=== EXERCISE DETAILS ===
Within the records below, filter for lines carrying the word "bytes" and copy them.
--- EXCERPTED RECORDS ---
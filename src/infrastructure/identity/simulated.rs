use async_trait::async_trait;
use base64::Engine;
use base64::engine::general_purpose::URL_SAFE_NO_PAD;
use chrono::{DateTime, Duration, Utc};
use serde::{Deserialize, Serialize};
use std::collections::HashMap;
use tokio::sync::RwLock;
use uuid::Uuid;

use crate::domain::identity::{
  AuthTokens, IdentityClaims, IdentityError, IdentityProvider, Password, SignUpOutcome,
  SignUpRequest, SocialProvider, Username,
};

const TOKEN_TTL_SECONDS: u64 = 3600;

/// Claims embedded in a simulated authorization code
#[derive(Debug, Serialize, Deserialize)]
struct CodeClaims {
  sub: String,
  #[serde(default)]
  email: Option<String>,
  #[serde(default)]
  name: Option<String>,
  #[serde(default)]
  phone_number: Option<String>,
  #[serde(default)]
  email_verified: bool,
  #[serde(default)]
  phone_verified: bool,
}

struct Account {
  subject_id: String,
  password: String,
  name: String,
  email: String,
  phone_number: String,
  confirmed: bool,
}

struct Session {
  claims: IdentityClaims,
  expires_at: DateTime<Utc>,
}

impl Session {
  fn is_live(&self, now: DateTime<Utc>) -> bool {
    self.expires_at > now
  }
}

#[derive(Default)]
struct SimulatedState {
  accounts: HashMap<String, Account>,
  sessions: HashMap<String, Session>,
}

/// In-memory identity provider for local development and tests.
///
/// Accounts are confirmed with [`Self::CONFIRMATION_CODE`]. Authorization
/// codes are URL-safe base64 JSON claims, so any caller can mint one with
/// [`Self::encode_code`].
pub struct SimulatedIdentityProvider {
  base_url: String,
  session_ttl_seconds: u64,
  state: RwLock<SimulatedState>,
}

impl SimulatedIdentityProvider {
  pub const CONFIRMATION_CODE: &'static str = "123456";

  pub fn new(base_url: impl Into<String>) -> Self {
    Self {
      base_url: base_url.into().trim_end_matches('/').to_string(),
      session_ttl_seconds: TOKEN_TTL_SECONDS,
      state: RwLock::new(SimulatedState::default()),
    }
  }

  /// Overrides how long issued access tokens stay valid
  pub fn with_session_ttl(mut self, ttl_seconds: u64) -> Self {
    self.session_ttl_seconds = ttl_seconds;
    self
  }

  /// Builds an authorization code carrying `claims`
  pub fn encode_code(claims: &IdentityClaims) -> String {
    let code = CodeClaims {
      sub: claims.subject_id.clone(),
      email: claims.email.clone(),
      name: claims.name.clone(),
      phone_number: claims.phone_number.clone(),
      email_verified: claims.email_verified,
      phone_verified: claims.phone_verified,
    };
    // Serializing a struct of strings and bools cannot fail
    let json = serde_json::to_vec(&code).unwrap_or_default();
    URL_SAFE_NO_PAD.encode(json)
  }

  fn decode_code(code: &str) -> Result<IdentityClaims, IdentityError> {
    let bytes = URL_SAFE_NO_PAD
      .decode(code.trim())
      .map_err(|e| IdentityError::CodeExchange(e.to_string()))?;
    let code: CodeClaims =
      serde_json::from_slice(&bytes).map_err(|e| IdentityError::CodeExchange(e.to_string()))?;

    if code.sub.trim().is_empty() {
      return Err(IdentityError::CodeExchange(
        "code carries no subject".to_string(),
      ));
    }

    Ok(IdentityClaims {
      subject_id: code.sub,
      email: code.email,
      name: code.name,
      phone_number: code.phone_number,
      email_verified: code.email_verified,
      phone_verified: code.phone_verified,
    })
  }

  /// Expired sessions are pruned whenever a new one is issued
  async fn issue_tokens(&self, claims: IdentityClaims) -> AuthTokens {
    let access_token = Uuid::new_v4().to_string();
    let now = Utc::now();
    let ttl = i64::try_from(self.session_ttl_seconds).unwrap_or(i64::MAX);
    let expires_at = Duration::try_seconds(ttl)
      .and_then(|ttl| now.checked_add_signed(ttl))
      .unwrap_or(DateTime::<Utc>::MAX_UTC);

    let mut state = self.state.write().await;
    state.sessions.retain(|_, session| session.is_live(now));
    state
      .sessions
      .insert(access_token.clone(), Session { claims, expires_at });

    AuthTokens {
      access_token,
      id_token: None,
      refresh_token: None,
      expires_in_seconds: self.session_ttl_seconds,
    }
  }
}

#[async_trait]
impl IdentityProvider for SimulatedIdentityProvider {
  async fn sign_up(&self, request: SignUpRequest) -> Result<SignUpOutcome, IdentityError> {
    let mut state = self.state.write().await;

    if state.accounts.contains_key(request.username.as_str()) {
      return Err(IdentityError::UsernameExists);
    }

    let subject_id = Uuid::new_v4().to_string();
    state.accounts.insert(
      request.username.as_str().to_string(),
      Account {
        subject_id: subject_id.clone(),
        password: request.password.expose().to_string(),
        name: request.name,
        email: request.email,
        phone_number: request.phone_number,
        confirmed: false,
      },
    );

    tracing::debug!(username = %request.username, "Simulated sign-up");

    Ok(SignUpOutcome {
      subject_id,
      confirmed: false,
    })
  }

  async fn confirm_sign_up(&self, username: &Username, code: &str) -> Result<(), IdentityError> {
    let mut state = self.state.write().await;
    let account = state
      .accounts
      .get_mut(username.as_str())
      .ok_or(IdentityError::InvalidCredentials)?;

    if code != Self::CONFIRMATION_CODE {
      return Err(IdentityError::InvalidCode);
    }

    account.confirmed = true;
    Ok(())
  }

  async fn sign_in(
    &self,
    username: &Username,
    password: &Password,
  ) -> Result<AuthTokens, IdentityError> {
    let claims = {
      let state = self.state.read().await;
      let account = state
        .accounts
        .get(username.as_str())
        .filter(|account| account.password == password.expose())
        .ok_or(IdentityError::InvalidCredentials)?;

      if !account.confirmed {
        return Err(IdentityError::NotConfirmed);
      }

      IdentityClaims {
        subject_id: account.subject_id.clone(),
        email: Some(account.email.clone()),
        name: Some(account.name.clone()),
        phone_number: Some(account.phone_number.clone()),
        email_verified: false,
        phone_verified: true,
      }
    };

    Ok(self.issue_tokens(claims).await)
  }

  async fn current_user(&self, access_token: &str) -> Result<IdentityClaims, IdentityError> {
    self
      .state
      .read()
      .await
      .sessions
      .get(access_token)
      .filter(|session| session.is_live(Utc::now()))
      .map(|session| session.claims.clone())
      .ok_or(IdentityError::InvalidSession)
  }

  async fn sign_out(&self, access_token: &str) -> Result<(), IdentityError> {
    let mut state = self.state.write().await;
    let subject_id = state
      .sessions
      .get(access_token)
      .map(|session| session.claims.subject_id.clone())
      .ok_or(IdentityError::InvalidSession)?;

    state
      .sessions
      .retain(|_, session| session.claims.subject_id != subject_id);
    Ok(())
  }

  fn authorization_url(
    &self,
    provider: SocialProvider,
    state: &str,
  ) -> Result<String, IdentityError> {
    // Skip the consent screen and come straight back with a demo identity
    let code = Self::encode_code(&IdentityClaims {
      subject_id: format!("{}_simulated", provider.pool_name().to_lowercase()),
      email: Some("john@example.com".to_string()),
      name: Some("John Doe".to_string()),
      email_verified: true,
      ..Default::default()
    });

    let query = serde_urlencoded::to_string([("code", code.as_str()), ("state", state)])
      .map_err(|e| IdentityError::Provider(e.to_string()))?;

    Ok(format!(
      "{}/api/auth/social-callback?{}",
      self.base_url, query
    ))
  }

  async fn exchange_code(&self, code: &str) -> Result<(AuthTokens, IdentityClaims), IdentityError> {
    let claims = Self::decode_code(code)?;
    let tokens = self.issue_tokens(claims.clone()).await;
    Ok((tokens, claims))
  }
}
impl CognitoIdentityProvider {
  pub fn new(settings: CognitoSettings) -> Result<Self, IdentityError> {
    let http = reqwest::Client::builder()
      .timeout(Duration::from_secs(settings.request_timeout_seconds))
      .build()
      .map_err(|e| IdentityError::NotConfigured(e.to_string()))?;

    let oauth = settings
      .hosted_ui_domain
      .as_deref()
      .map(|domain| hosted_ui_client(domain, &settings.client_id, &settings.redirect_url))
      .transpose()?;

    if oauth.is_none() {
      tracing::warn!("Cognito hosted UI domain not configured, social login disabled");
    }

    tracing::info!(
      user_pool_id = %settings.user_pool_id,
      region = %settings.region,
      "Cognito identity provider ready"
    );

    Ok(Self {
      http,
      endpoint: format!("https://cognito-idp.{}.amazonaws.com/", settings.region),
      client_id: settings.client_id,
      oauth,
    })
  }

  async fn call<B, R>(&self, operation: &str, body: &B) -> Result<R, IdentityError>
  where
    B: Serialize + ?Sized,
    R: DeserializeOwned,
  {
    let payload = serde_json::to_vec(body).map_err(|e| IdentityError::Provider(e.to_string()))?;

    let response = self
      .http
      .post(&self.endpoint)
      .header(CONTENT_TYPE, AMZ_JSON)
      .header("X-Amz-Target", format!("{}.{}", TARGET_PREFIX, operation))
      .body(payload)
      .send()
      .await
      .map_err(|e| {
        tracing::error!("Cognito {} request failed: {}", operation, e);
        IdentityError::Provider(e.to_string())
      })?;

    let status = response.status();
    let bytes = response
      .bytes()
      .await
      .map_err(|e| IdentityError::Provider(e.to_string()))?;

    if status.is_success() {
      return serde_json::from_slice(&bytes).map_err(|e| {
        IdentityError::Provider(format!("unexpected {} response: {}", operation, e))
      });
    }

    let error: CognitoErrorBody = serde_json::from_slice(&bytes).unwrap_or_default();
    let mapped = map_cognito_error(
      error.error_type.as_deref().unwrap_or_default(),
      error.message.as_deref().unwrap_or_default(),
    );
    tracing::warn!(
      operation,
      status = status.as_u16(),
      error_type = ?error.error_type,
      "Cognito rejected request"
    );
    Err(mapped)
  }
}
use actix_web::{HttpRequest, HttpResponse, http::StatusCode, web};
use serde::Deserialize;
use std::sync::Arc;

use super::{ACCESS_TOKEN_COOKIE, expired_cookie, get_claims, session_cookie};
use crate::adapters::http::middleware::RequestIdExt;
use crate::adapters::http::templates::{TemplateEngine, page_context};
use crate::application::identity::{
  CompleteProfileCommand, CompleteProfileUseCase, ConfirmSignUpCommand, ConfirmSignUpUseCase,
  SignInCommand, SignInUseCase, SignOutUseCase, SignUpCommand, SignUpUseCase,
};
use crate::application::users::{UpdateProfileCommand, UpdateProfileUseCase};
use crate::domain::identity::Destination;
use crate::domain::users::mask_phone_number;

#[derive(Debug, Deserialize)]
pub struct SignUpFormData {
  name: String,
  phone_number: String,
  state: String,
  city: String,
  #[serde(default)]
  role: Option<String>,
  password: String,
  confirm_password: String,
}

#[derive(Debug, Deserialize)]
pub struct ConfirmFormData {
  phone_number: String,
  code: String,
}

#[derive(Debug, Deserialize)]
pub struct LoginFormData {
  /// Email or phone number
  identifier: String,
  password: String,
}

#[derive(Debug, Deserialize)]
pub struct ProfileFormData {
  email: String,
  name: String,
  phone_number: String,
  state: String,
  city: String,
  #[serde(default)]
  role: Option<String>,
}

/// HTMX redirect, answered with 200 so the client follows it
fn hx_redirect(location: &str) -> HttpResponse {
  HttpResponse::Ok()
    .insert_header(("HX-Redirect", location))
    .finish()
}

/// Handle sign-up form submission
pub async fn signup_submit(
  form: web::Form<SignUpFormData>,
  use_case: web::Data<Arc<SignUpUseCase>>,
  templates: web::Data<TemplateEngine>,
) -> Result<HttpResponse, actix_web::Error> {
  let form = form.into_inner();
  let command = SignUpCommand {
    name: form.name.clone(),
    phone_number: form.phone_number.clone(),
    state: form.state.clone(),
    city: form.city.clone(),
    role: form.role.clone(),
    password: form.password,
    confirm_password: form.confirm_password,
  };

  match use_case.execute(command).await {
    Ok(response) => {
      let query = serde_urlencoded::to_string([("phone", response.phone_digits.as_str())])
        .map_err(actix_web::error::ErrorInternalServerError)?;
      Ok(hx_redirect(&format!("/confirm?{}", query)))
    }
    Err(e) => {
      let mut context = page_context("Create account");
      context.insert("error", &e.to_string());
      context.insert("name", &form.name);
      context.insert("phone_number", &form.phone_number);
      context.insert("state", &form.state);
      context.insert("city", &form.city);
      context.insert("role", &form.role.unwrap_or_default());

      templates.respond(
        StatusCode::BAD_REQUEST,
        "partials/signup_form.html.tera",
        &context,
      )
    }
  }
}

/// Handle confirmation-code form submission
pub async fn confirm_submit(
  form: web::Form<ConfirmFormData>,
  use_case: web::Data<Arc<ConfirmSignUpUseCase>>,
  templates: web::Data<TemplateEngine>,
) -> Result<HttpResponse, actix_web::Error> {
  let form = form.into_inner();
  let command = ConfirmSignUpCommand {
    phone_number: form.phone_number.clone(),
    code: form.code,
  };

  match use_case.execute(command).await {
    Ok(()) => Ok(hx_redirect("/login?confirmed=1")),
    Err(e) => {
      let mut context = page_context("Confirm account");
      context.insert("error", &e.to_string());
      context.insert("phone_number", &form.phone_number);

      templates.respond(
        StatusCode::BAD_REQUEST,
        "partials/confirm_form.html.tera",
        &context,
      )
    }
  }
}

/// Handle login form submission
pub async fn login_submit(
  req: HttpRequest,
  form: web::Form<LoginFormData>,
  use_case: web::Data<Arc<SignInUseCase>>,
  templates: web::Data<TemplateEngine>,
) -> Result<HttpResponse, actix_web::Error> {
  let form = form.into_inner();
  let command = SignInCommand {
    identifier: form.identifier.clone(),
    password: form.password,
  };

  match use_case.execute(command).await {
    Ok(response) => {
      tracing::info!(request_id = ?req.request_id(), "Login successful");

      let cookie = session_cookie(response.access_token, response.expires_in_seconds);
      Ok(
        HttpResponse::Ok()
          .cookie(cookie)
          .insert_header(("HX-Redirect", response.destination.location("")))
          .finish(),
      )
    }
    Err(e) => {
      let mut context = page_context("Sign in");
      context.insert("error", &e.to_string());
      context.insert("identifier", &form.identifier);

      templates.respond(
        StatusCode::BAD_REQUEST,
        "partials/login_form.html.tera",
        &context,
      )
    }
  }
}

/// Handle logout
///
/// The provider-side sign-out is best effort; the cookie is always cleared.
pub async fn logout(
  req: HttpRequest,
  use_case: web::Data<Arc<SignOutUseCase>>,
) -> Result<HttpResponse, actix_web::Error> {
  if let Some(cookie) = req.cookie(ACCESS_TOKEN_COOKIE) {
    if let Err(e) = use_case.execute(cookie.value()).await {
      tracing::warn!(request_id = ?req.request_id(), error = %e, "Global sign-out failed");
    }
  }

  Ok(
    HttpResponse::Found()
      .cookie(expired_cookie(ACCESS_TOKEN_COOKIE))
      .insert_header(("Location", "/login"))
      .finish(),
  )
}

/// Handle complete-profile form submission (authenticated)
pub async fn complete_profile_submit(
  req: HttpRequest,
  form: web::Form<ProfileFormData>,
  use_case: web::Data<Arc<CompleteProfileUseCase>>,
  templates: web::Data<TemplateEngine>,
) -> Result<HttpResponse, actix_web::Error> {
  let claims = get_claims(&req)?;
  let form = form.into_inner();
  let command = CompleteProfileCommand {
    email: form.email.clone(),
    name: form.name.clone(),
    phone_number: form.phone_number.clone(),
    state: form.state.clone(),
    city: form.city.clone(),
    role: form.role.clone(),
  };

  match use_case.execute(&claims, command).await {
    Ok(user) => {
      tracing::info!(user_id = %user.id, "Profile completed");
      Ok(hx_redirect(Destination::CHAT_PATH))
    }
    Err(e) => {
      let mut context = page_context("Complete your profile");
      context.insert("error", &e.to_string());
      context.insert("name", &form.name);
      context.insert("email", &form.email);
      context.insert("phone_number", &form.phone_number);
      context.insert("state", &form.state);
      context.insert("city", &form.city);
      context.insert("role", &form.role.unwrap_or_default());

      templates.respond(
        StatusCode::BAD_REQUEST,
        "partials/complete_profile_form.html.tera",
        &context,
      )
    }
  }
}

/// Handle profile form submission (authenticated)
pub async fn profile_submit(
  req: HttpRequest,
  form: web::Form<ProfileFormData>,
  use_case: web::Data<Arc<UpdateProfileUseCase>>,
  templates: web::Data<TemplateEngine>,
) -> Result<HttpResponse, actix_web::Error> {
  let claims = get_claims(&req)?;
  let form = form.into_inner();
  let command = UpdateProfileCommand {
    email: Some(form.email.clone()),
    name: Some(form.name.clone()),
    phone_number: Some(form.phone_number.clone()),
    state: Some(form.state.clone()),
    city: Some(form.city.clone()),
    role: form.role.clone().filter(|r| !r.trim().is_empty()),
  };

  let mut context = page_context("Your profile");
  let status = match use_case.execute(&claims.subject_id, command).await {
    Ok(user) => {
      context.insert("notice", "Profile saved.");
      context.insert("masked_phone", &mask_phone_number(&user.phone_number));
      context.insert("user", &user);
      StatusCode::OK
    }
    Err(e) => {
      context.insert("error", &e.to_string());
      context.insert("masked_phone", &mask_phone_number(&form.phone_number));
      context.insert("user", &form_values(&form));
      StatusCode::BAD_REQUEST
    }
  };

  templates.respond(status, "partials/profile_form.html.tera", &context)
}

/// Values to re-fill a profile form with after a failed submission
fn form_values(form: &ProfileFormData) -> serde_json::Value {
  serde_json::json!({
    "email": form.email,
    "name": form.name,
    "phone_number": form.phone_number,
    "state": form.state,
    "city": form.city,
    "role": form.role.as_deref().unwrap_or_default(),
  })
}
---
=== EXERCISE SOLUTION ===
    let bytes = URL_SAFE_NO_PAD
      serde_json::from_slice(&bytes).map_err(|e| IdentityError::CodeExchange(e.to_string()))?;
    let bytes = response
      .bytes()
      return serde_json::from_slice(&bytes).map_err(|e| {
    let error: CognitoErrorBody = serde_json::from_slice(&bytes).unwrap_or_default();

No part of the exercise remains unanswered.